How plant leaves ensure optimal area for photosynthesis

An international team of researchers, led by Dr Emanuele Scacchi and Professor Marja Timmermans from the University of Tübingen, have discovered which genetic mechanisms control leaves’ growth into a flat structure capable of efficiently capturing sunlight, which they need for photosynthesis. The team’s results have been published in the journal Nature Plants.

“When cells divide and multiply, the result is usually a clump of cells,” Scacchi said. “We wanted to know how, in the case of a leaf, cell division leads to a large flat area.”

To this end, a team of mathematicians and experimental biologists worked together to track the processes using computer models, methods of molecular genetics and imaging techniques on living organisms. Scacchi explained, “The basis of such pattern formation is polarity; that is, the ability to distinguish, in this case, between top and bottom. It is usually created by a concentration gradient of a substance, called morphogen, that is low on one side and higher on the other.”

The team discovered that ‘small RNAs’ play a decisive role in controlling the growing leaf. As mobile messengers, they are used for communication between the cells and help the cells to perceive their relative position to each other in the structure — like a GPS. In addition, the small RNAs transmit information that coordinates which genes need to be activated or inhibited on the top and bottom side to give the leaf the right shape and function.

“This regulatory mechanism works autonomously in the growing leaf; there is no central control in the plant,” Timmermans said. “We noticed that our results correspond to a theory that Alan Turing put forward more than seven decades ago. Although he is best known for his contributions to computer science, he also dealt with the mysteries of nature.”

Turing suggested that simple interactions between certain molecules in the cells of living things can lead to the formation of complex patterns, such as the spots on a leopard’s coat or the stripes on a zebra. Timmermans said, “He described these processes mathematically in his theory of morphogenesis. Our new study builds on this theory. We have discovered a mechanism controlled by small RNAs that corresponds to Turing’s concept of pattern formation via self-organisation.”

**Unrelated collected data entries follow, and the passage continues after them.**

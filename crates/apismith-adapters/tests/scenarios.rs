//! End-to-end generation scenarios against the built-in catalog.

use apismith_adapters::{
    DiskTreeLoader, LocalFilesystem, catalog::ids, generation_service, scaffold_service,
    sweep_service,
};
use apismith_core::{
    application::{ImportVerifier, ScaffoldOptions, SweepSpec},
    domain::{
        AuthMethod, Broker, CacheBackend, Database, DomainError, ErrorCategory, GeneratedTree,
        MigrationTool, Orm, ProjectConfig, Structure, TaskQueue,
    },
};
use tempfile::TempDir;

fn generate(config: &ProjectConfig) -> GeneratedTree {
    generation_service().unwrap().generate(config).unwrap()
}

fn assert_clean(tree: &GeneratedTree) {
    let report = ImportVerifier::new().unwrap().verify(tree);
    assert!(report.is_clean(), "{:#?}", report.findings);
}

#[test]
fn flat_project_without_auth_has_no_security_references() {
    let config = ProjectConfig::builder()
        .name("flat-api")
        .structure(Structure::Flat)
        .auth_method(AuthMethod::None)
        .build()
        .unwrap();
    let tree = generate(&config);

    assert!(!tree.contains("app/security.py"));
    for (path, file) in tree.files() {
        assert!(
            !file.content.contains("import get_current_user")
                && !file.content.contains("app.security"),
            "{path} references the security module"
        );
        if path.as_str().contains("routes") {
            assert!(
                !file.content.contains("CurrentUser"),
                "{path} requires a current user"
            );
        }
    }
    assert_clean(&tree);
}

#[test]
fn domain_driven_admin_imports_user_from_the_users_domain() {
    let config = ProjectConfig::builder()
        .name("shop-api")
        .structure(Structure::DomainDriven)
        .orm(Orm::SqlAlchemy)
        .include_examples(true)
        .admin_panel(true)
        .build()
        .unwrap();
    let tree = generate(&config);

    assert_eq!(
        tree.path_of(ids::USER_MODEL).map(|p| p.as_str()),
        Some("app/domains/users/models/user.py")
    );
    let admin = tree.path_of(ids::ADMIN).unwrap();
    let views = &tree.get(admin.as_str()).unwrap().content;
    assert!(views.contains("from app.domains.users.models.user import User"));
    assert_clean(&tree);
}

#[test]
fn tortoise_admin_is_rejected_before_generation() {
    let err = ProjectConfig::builder()
        .name("shop-api")
        .orm(Orm::Tortoise)
        .admin_panel(true)
        .build()
        .unwrap_err();

    assert_eq!(err.category(), ErrorCategory::Compatibility);
    assert!(matches!(err, DomainError::IncompatibleOptions { .. }));
}

#[test]
fn layered_and_flat_select_the_same_modules_at_different_paths() {
    let build = |structure| {
        ProjectConfig::builder()
            .name("orders")
            .structure(structure)
            .auth_method(AuthMethod::Jwt)
            .cache_backend(CacheBackend::Redis)
            .build()
            .unwrap()
    };
    let (layered, flat) = (build(Structure::Layered), build(Structure::Flat));
    let engine = generation_service().unwrap();

    assert_eq!(engine.included(&layered), engine.included(&flat));

    let layered_tree = engine.generate(&layered).unwrap();
    let flat_tree = engine.generate(&flat).unwrap();
    assert_ne!(
        layered_tree.path_of(ids::SECURITY),
        flat_tree.path_of(ids::SECURITY)
    );

    let layered_deps = &layered_tree.get("app/api/deps.py").unwrap().content;
    let flat_deps = &flat_tree.get("app/deps.py").unwrap().content;
    assert!(layered_deps.contains("from app.core.security import"));
    assert!(flat_deps.contains("from app.security import"));

    assert_clean(&layered_tree);
    assert_clean(&flat_tree);
}

#[test]
fn default_sweep_has_no_unresolved_imports() {
    let report = sweep_service().unwrap().run(&SweepSpec::default(), None).unwrap();

    assert_eq!(report.total, SweepSpec::default().combinations());
    assert!(report.tested > 0);
    assert!(
        report.is_success(),
        "{} failing combinations, first: {:#?}",
        report.failures.len(),
        report.failures.first()
    );
}

#[test]
#[ignore = "covers every option on every axis; run with --ignored"]
fn exhaustive_sweep_has_no_unresolved_imports() {
    let report = sweep_service()
        .unwrap()
        .run(&SweepSpec::exhaustive(), None)
        .unwrap();
    assert!(report.is_success(), "{:#?}", report.failures.first());
}

#[test]
fn task_queue_projects_wire_worker_and_jobs() {
    for queue in [TaskQueue::Celery, TaskQueue::Arq, TaskQueue::Dramatiq] {
        let config = ProjectConfig::builder()
            .name("jobs-api")
            .task_queue(queue)
            .docker(true)
            .build()
            .unwrap();
        let tree = generate(&config);

        assert!(tree.path_of(ids::WORKER).is_some(), "{queue}: no worker");
        assert!(tree.path_of(ids::TASK_ROUTES).is_some(), "{queue}: no routes");
        assert!(tree.get("docker-compose.yml").unwrap().content.contains("worker:"));
        assert_clean(&tree);
    }
}

#[test]
fn sql_project_without_migrations_has_no_alembic_tree() {
    for structure in Structure::ALL {
        let config = ProjectConfig::builder()
            .name("plain-api")
            .structure(*structure)
            .orm(Orm::SqlModel)
            .migration_tool(MigrationTool::None)
            .build()
            .unwrap();
        let tree = generate(&config);

        assert!(tree.path_of(ids::MIGRATIONS_ENV).is_none(), "{structure}");
        assert!(!tree.contains("alembic.ini"), "{structure}");
        assert_clean(&tree);
    }
}

#[test]
fn rabbitmq_queues_verify_clean() {
    for queue in [TaskQueue::Celery, TaskQueue::Dramatiq] {
        let config = ProjectConfig::builder()
            .name("amqp-api")
            .task_queue(queue)
            .broker(Broker::RabbitMq)
            .docker(true)
            .build()
            .unwrap();
        let tree = generate(&config);

        assert!(tree.get("docker-compose.yml").unwrap().content.contains("rabbitmq:"));
        assert_clean(&tree);
    }
}

#[test]
fn pinned_migration_and_broker_sweep_is_clean() {
    let spec = SweepSpec {
        migration_tools: vec![Some(MigrationTool::None)],
        task_queues: vec![TaskQueue::Celery, TaskQueue::Dramatiq],
        brokers: vec![Some(Broker::RabbitMq)],
        include_examples: vec![true],
        ..SweepSpec::default()
    };
    let report = sweep_service().unwrap().run(&spec, None).unwrap();

    assert!(report.tested > 0);
    assert!(report.is_success(), "{:#?}", report.failures.first());
}

#[test]
fn overwrite_keeps_files_from_an_earlier_configuration() {
    let out = TempDir::new().unwrap();
    let service = scaffold_service(Box::new(LocalFilesystem::new())).unwrap();
    let with_queue = ProjectConfig::builder()
        .name("redo-api")
        .task_queue(TaskQueue::Celery)
        .build()
        .unwrap();
    let first = service
        .scaffold(&with_queue, out.path(), ScaffoldOptions::default())
        .unwrap();
    let worker = generate(&with_queue).path_of(ids::WORKER).unwrap().clone();

    let without_queue = ProjectConfig::builder().name("redo-api").build().unwrap();
    let second = service
        .scaffold(
            &without_queue,
            out.path(),
            ScaffoldOptions {
                overwrite: true,
                strict: false,
            },
        )
        .unwrap();

    assert_eq!(second.files_written, generate(&without_queue).len());
    assert!(first.root.join(worker.as_path()).is_file());
}

#[test]
fn scaffolded_project_reloads_and_verifies_from_disk() {
    let out = TempDir::new().unwrap();
    let config = ProjectConfig::builder()
        .name("disk-api")
        .database(Database::Sqlite)
        .auth_method(AuthMethod::Session)
        .build()
        .unwrap();

    let outcome = scaffold_service(Box::new(LocalFilesystem::new()))
        .unwrap()
        .scaffold(&config, out.path(), ScaffoldOptions::default())
        .unwrap();
    assert!(outcome.report.is_clean());

    let reloaded = DiskTreeLoader::new(&outcome.root).load().unwrap();
    assert_eq!(reloaded.len(), generate(&config).len());
    assert_clean(&reloaded);
}
// Prometheus metrics definitions for the clan helper.

use lazy_static::lazy_static;
use prometheus::{Encoder, IntCounter, IntCounterVec, Opts, Registry, TextEncoder};

lazy_static! {
    pub static ref REGISTRY: Registry = Registry::new();

    // ── Clan log ingestion ───────────────────────────────────────────

    /// Log lines parsed from the clan log API.
    pub static ref LOG_RECORDS_FETCHED_TOTAL: IntCounter = IntCounter::new(
        "clan_helper_log_records_fetched_total",
        "Clan log lines parsed from the API",
    )
    .unwrap();

    /// Log lines that were new and got stored.
    pub static ref LOG_RECORDS_INSERTED_TOTAL: IntCounter = IntCounter::new(
        "clan_helper_log_records_inserted_total",
        "New clan log lines stored in the outbox",
    )
    .unwrap();

    /// Third-party fetches that failed after retries, by source (clan_logs, market).
    pub static ref FETCH_FAILURES_TOTAL: IntCounterVec = IntCounterVec::new(
        Opts::new("clan_helper_fetch_failures_total", "Failed third-party fetches"),
        &["source"],
    )
    .unwrap();

    // ── Outbox ───────────────────────────────────────────────────────

    /// Log lines relayed to Discord, by destination channel.
    pub static ref OUTBOX_RELAYED_TOTAL: IntCounterVec = IntCounterVec::new(
        Opts::new("clan_helper_outbox_relayed_total", "Clan log lines relayed"),
        &["channel"],
    )
    .unwrap();

    pub static ref OUTBOX_FAILED_TOTAL: IntCounter = IntCounter::new(
        "clan_helper_outbox_failed_total",
        "Clan log lines whose send failed",
    )
    .unwrap();

    pub static ref CELEBRATIONS_TOTAL: IntCounter = IntCounter::new(
        "clan_helper_celebrations_total",
        "Large donation celebrations posted",
    )
    .unwrap();

    // ── Discord ──────────────────────────────────────────────────────

    /// Scheduled posts, by kind (daily, weekly, bosssummary).
    pub static ref SCHEDULED_POSTS_TOTAL: IntCounterVec = IntCounterVec::new(
        Opts::new("clan_helper_scheduled_posts_total", "Scheduled posts made"),
        &["kind"],
    )
    .unwrap();

    /// Slash command invocations, by command name.
    pub static ref COMMANDS_TOTAL: IntCounterVec = IntCounterVec::new(
        Opts::new("clan_helper_commands_total", "Slash command invocations"),
        &["command"],
    )
    .unwrap();
}

/// Register all metrics with the custom registry. Call once at startup.
pub fn register_metrics() {
    let collectors: Vec<Box<dyn prometheus::core::Collector>> = vec![
        Box::new(LOG_RECORDS_FETCHED_TOTAL.clone()),
        Box::new(LOG_RECORDS_INSERTED_TOTAL.clone()),
        Box::new(FETCH_FAILURES_TOTAL.clone()),
        Box::new(OUTBOX_RELAYED_TOTAL.clone()),
        Box::new(OUTBOX_FAILED_TOTAL.clone()),
        Box::new(CELEBRATIONS_TOTAL.clone()),
        Box::new(SCHEDULED_POSTS_TOTAL.clone()),
        Box::new(COMMANDS_TOTAL.clone()),
    ];

    for c in collectors {
        if let Err(e) = REGISTRY.register(c) {
            tracing::warn!("Metric registration skipped: {e}");
        }
    }
}

/// Encode all registered metrics as Prometheus text exposition format.
pub fn gather_metrics() -> String {
    let encoder = TextEncoder::new();
    let metric_families = REGISTRY.gather();
    let mut buffer = Vec::new();
    encoder.encode(&metric_families, &mut buffer).unwrap();
    String::from_utf8(buffer).unwrap()
}

#[cfg(test)]
mod tests {
    use super::*;

    #[test]
    fn test_gather_after_register() {
        register_metrics();
        // A second registration is tolerated.
        register_metrics();

        OUTBOX_RELAYED_TOTAL.with_label_values(&["general"]).inc();
        SCHEDULED_POSTS_TOTAL.with_label_values(&["daily"]).inc();

        let output = gather_metrics();
        assert!(output.contains("clan_helper_outbox_relayed_total"));
        assert!(output.contains("kind=\"daily\""));
    }
}
// Boss fight summary: poll reactions merged into one message per day.

use std::collections::{HashMap, HashSet};
use std::sync::Arc;

use async_trait::async_trait;
use chrono::{DateTime, Datelike, Utc, Weekday};

use crate::db::{Database, MessageKind};
use crate::discord::{channel_id_by_name, Messenger, MessengerError};
use crate::error::Error;
use crate::metrics;
use crate::roster;
use crate::scheduler::{DailyJob, CLAN_TIMEZONE};

/// Appended to the names of members who signed up on the weekly poll only.
pub const WEEKLY_MARKER: &str = " [W]";

const SUMMARY_HEADER: &str = "Today's boss fight summaries:\n";

/// A boss as listed in the summary. Order of [`SUMMARY_BOSSES`] is output order.
#[derive(Debug, Clone, Copy, PartialEq, Eq)]
pub struct BossEntry {
    pub emoji: &'static str,
    pub name: &'static str,
    /// Only tracked through the weekly poll.
    pub weekly_only: bool,
}

/// The weekly poll's Gem Quest reaction, matching the `:key:` line of its prompt.
pub const GEM_QUEST_EMOJI: &str = "🔑";

pub const SUMMARY_BOSSES: &[BossEntry] = &[
    BossEntry { emoji: "🐔", name: "Griffin", weekly_only: false },
    BossEntry { emoji: "😈", name: "Hades", weekly_only: false },
    BossEntry { emoji: "👹", name: "Devil", weekly_only: false },
    BossEntry { emoji: "⚡", name: "Zeus", weekly_only: false },
    BossEntry { emoji: "🦁", name: "Chimera", weekly_only: false },
    BossEntry { emoji: "🐍", name: "Medusa", weekly_only: false },
    BossEntry { emoji: GEM_QUEST_EMOJI, name: "Gem Quest", weekly_only: true },
];

/// Non-bot reactors for one boss emoji on each poll.
#[derive(Debug, Clone, Default, PartialEq, Eq)]
pub struct BossReactions {
    pub daily: HashSet<u64>,
    pub weekly: HashSet<u64>,
}

/// A member gets the weekly marker when they only reacted on the weekly poll,
/// unless the boss has no daily poll at all.
pub fn needs_weekly_marker(boss: &BossEntry, in_daily: bool) -> bool {
    !boss.weekly_only && !in_daily
}

/// One resolved reactor on a boss line.
#[derive(Debug, Clone, PartialEq, Eq, PartialOrd, Ord)]
pub struct Signup {
    /// Declared first so sorting puts unmarked names ahead of marked ones.
    pub weekly_only: bool,
    pub name: String,
}

impl Signup {
    pub fn display(&self) -> String {
        if self.weekly_only {
            format!("{}{WEEKLY_MARKER}", self.name)
        } else {
            self.name.clone()
        }
    }
}

/// A daily boss whose every participant is weekly-only stays hidden until Friday.
pub fn hidden_until_friday(boss: &BossEntry, signups: &[Signup], is_friday: bool) -> bool {
    !boss.weekly_only
        && !is_friday
        && !signups.is_empty()
        && signups.iter().all(|s| s.weekly_only)
}

/// Union both reactor sets, resolve display names (dropping unknown ids) and
/// sort unmarked names before marked ones, each group ascending.
pub fn merge_reactions_to_names(
    boss: &BossEntry,
    reactions: &BossReactions,
    id_to_name: &HashMap<u64, String>,
) -> Vec<Signup> {
    let mut signups: Vec<Signup> = reactions
        .daily
        .union(&reactions.weekly)
        .filter_map(|id| {
            let name = id_to_name.get(id)?.clone();
            let weekly_only = needs_weekly_marker(boss, reactions.daily.contains(id));
            Some(Signup { weekly_only, name })
        })
        .collect();

    signups.sort();
    signups
}

/// Render the summary message. `bosses` lists every configured boss, even
/// those nobody reacted to, so name alignment stays stable.
pub fn build_summary(
    bosses: &[(BossEntry, BossReactions)],
    id_to_name: &HashMap<u64, String>,
    is_friday: bool,
) -> String {
    let width = bosses
        .iter()
        .map(|(boss, _)| boss.name.chars().count())
        .max()
        .unwrap_or(0);

    let mut lines = vec![SUMMARY_HEADER.to_string()];
    for (boss, reactions) in bosses {
        let signups = merge_reactions_to_names(boss, reactions, id_to_name);
        if signups.is_empty() || hidden_until_friday(boss, &signups, is_friday) {
            continue;
        }

        let names: Vec<String> = signups.iter().map(Signup::display).collect();
        let mut line = format!(
            "{}`  {:<width$}:` {}",
            boss.emoji,
            boss.name,
            names.join(" · ")
        );
        if boss.weekly_only {
            line.insert(0, '\n');
        }
        lines.push(line);
    }

    lines.join("\n")
}

/// Fridays are judged in the clan's timezone.
pub fn is_friday(now: DateTime<Utc>) -> bool {
    now.with_timezone(&CLAN_TIMEZONE).weekday() == Weekday::Fri
}

/// What a manual regeneration request ended up doing.
#[derive(Debug, Clone, Copy, PartialEq, Eq)]
pub enum Regeneration {
    Posted { message_id: u64 },
    NoPreviousSummary,
    ChannelNotFound,
}

/// Posts the summary into the summary channel, replacing the previous one.
pub struct SummaryPoster {
    db: Arc<Database>,
    messenger: Arc<dyn Messenger>,
    boss_channel: String,
    summary_channel: String,
}

impl SummaryPoster {
    pub fn new(
        db: Arc<Database>,
        messenger: Arc<dyn Messenger>,
        boss_channel: impl Into<String>,
        summary_channel: impl Into<String>,
    ) -> Self {
        Self {
            db,
            messenger,
            boss_channel: boss_channel.into(),
            summary_channel: summary_channel.into(),
        }
    }

    /// Scheduled path: post whenever both channels resolve.
    pub async fn post(&self, now: DateTime<Utc>) -> Result<Option<u64>, Error> {
        let Some(summary_channel_id) =
            channel_id_by_name(self.messenger.as_ref(), &self.summary_channel).await
        else {
            return Ok(None);
        };
        self.post_in(summary_channel_id, now).await.map(Some)
    }

    /// Manual path: only replace a summary that was posted before.
    pub async fn regenerate(&self, now: DateTime<Utc>) -> Result<Regeneration, Error> {
        let Some(summary_channel_id) =
            channel_id_by_name(self.messenger.as_ref(), &self.summary_channel).await
        else {
            return Ok(Regeneration::ChannelNotFound);
        };

        let previous = self
            .db
            .get_last_message_ref(MessageKind::BossSummary, summary_channel_id)
            .await?;
        if previous.is_none() {
            return Ok(Regeneration::NoPreviousSummary);
        }

        match self.post_in(summary_channel_id, now).await {
            Ok(message_id) => Ok(Regeneration::Posted { message_id }),
            Err(Error::Messenger(MessengerError::NotFound(what))) => {
                tracing::warn!(what = %what, "Cannot regenerate boss summary");
                Ok(Regeneration::ChannelNotFound)
            }
            Err(e) => Err(e),
        }
    }

    async fn post_in(&self, summary_channel_id: u64, now: DateTime<Utc>) -> Result<u64, Error> {
        let boss_channel_id = channel_id_by_name(self.messenger.as_ref(), &self.boss_channel)
            .await
            .ok_or_else(|| MessengerError::NotFound(format!("channel {}", self.boss_channel)))?;

        let daily = self
            .db
            .get_last_message_ref(MessageKind::Daily, boss_channel_id)
            .await?;
        let weekly = self
            .db
            .get_last_message_ref(MessageKind::Weekly, boss_channel_id)
            .await?;

        let mut bosses = Vec::with_capacity(SUMMARY_BOSSES.len());
        for boss in SUMMARY_BOSSES {
            let reactions = BossReactions {
                daily: match (boss.weekly_only, daily) {
                    (false, Some(message_id)) => {
                        self.reactors(boss_channel_id, message_id, boss.emoji).await
                    }
                    _ => HashSet::new(),
                },
                weekly: match weekly {
                    Some(message_id) => self.reactors(boss_channel_id, message_id, boss.emoji).await,
                    None => HashSet::new(),
                },
            };
            bosses.push((*boss, reactions));
        }

        let content = build_summary(&bosses, &roster::display_names_by_user_id(), is_friday(now));

        if let Some(old_id) = self
            .db
            .get_last_message_ref(MessageKind::BossSummary, summary_channel_id)
            .await?
        {
            match self.messenger.delete_message(summary_channel_id, old_id).await {
                // The stored reference must not outlive the message if the send below fails.
                Ok(()) => {
                    self.db
                        .delete_last_message_ref(MessageKind::BossSummary, summary_channel_id)
                        .await?;
                }
                Err(e) => {
                    tracing::warn!(message_id = old_id, "Failed to delete previous boss summary: {e}");
                }
            }
        }

        let message_id = self.messenger.send_text(summary_channel_id, &content).await?;
        metrics::SCHEDULED_POSTS_TOTAL
            .with_label_values(&[MessageKind::BossSummary.as_str()])
            .inc();

        if let Err(e) = self
            .db
            .set_last_message_ref(MessageKind::BossSummary, summary_channel_id, message_id)
            .await
        {
            tracing::error!(message_id, "Failed to store boss summary reference: {e}");
        }

        tracing::info!(channel_id = summary_channel_id, message_id, "Posted boss summary");
        Ok(message_id)
    }

    /// Reaction fetch failures count as nobody having reacted.
    async fn reactors(&self, channel_id: u64, message_id: u64, emoji: &str) -> HashSet<u64> {
        match self.messenger.reactors(channel_id, message_id, emoji).await {
            Ok(users) => users,
            Err(e) => {
                tracing::warn!(message_id, emoji, "Failed to fetch reactions: {e}");
                HashSet::new()
            }
        }
    }
}

#[async_trait]
impl DailyJob for SummaryPoster {
    fn name(&self) -> &'static str {
        "boss_summary"
    }

    async fn run(&self, now: DateTime<Utc>) -> Result<(), Error> {
        self.post(now).await.map(|_| ())
    }
}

In this case, self-organisation refers to the genetically controlled behaviour of the cells, which behave in unison like a flock of birds, forming a collective behaviour to create the correct pattern and flat structure of a leaf. Each bird in the flock responds to the movements of its neighbours, and although there is no leader, the collective interactions create a coherent, organised pattern.

“The small RNA molecules in the cells of the growing leaf set in motion a genetic process that enables the cells to perceive and interpret their environment,” Scacchi said. The genes’ activities are coordinated among the cells in such a way that each leaf is divided in a sharply defined top and bottom part that form a perfectly flat canvas for photosynthesis. Such a self-organising Turing mechanism can adapt gene activity to internal and external disturbances during leaf development, such that leaf shape can be uniform, despite drastic changes in the environment.

“In addition, this genetic system offers many opportunities for fine-tuning,” Scacchi said. “This explains a diversity of leaf shapes observed in nature, from the simple tendril of a climbing plant to the complex pitcher in some carnivorous plants.”

“Our discovery is not only important because it adds a new chapter to Turing’s legacy,” Timmermans said. “We have decoded the basic mechanisms by which small RNAs enable self-organising genetic processes. Now we can explore how humans can modify and harness these biological functions. With a growing global demand for food, we need optimised crops with high yields that are robust against stress factors such as global warming.”

Image caption: This series of simulations examines a leaf section to reveal how minor variations in gene interactions can lead to distinct spatial patterns of gene activity. These differences between the top (red) and bottom (blue) parts may determine the ultimate shape of the leaf. Left: Illustrates a typical flat leaf maintaining a stable bipolar gene activity pattern. Centre: Shows a leaf with a shifted polarity, resulting in a structure akin to that seen in the specialised morphology of carnivorous plants. Right: Displays a loss of polarity, where a radial gene activity pattern contributes to the formation of tendril-like features, common in climbing plants.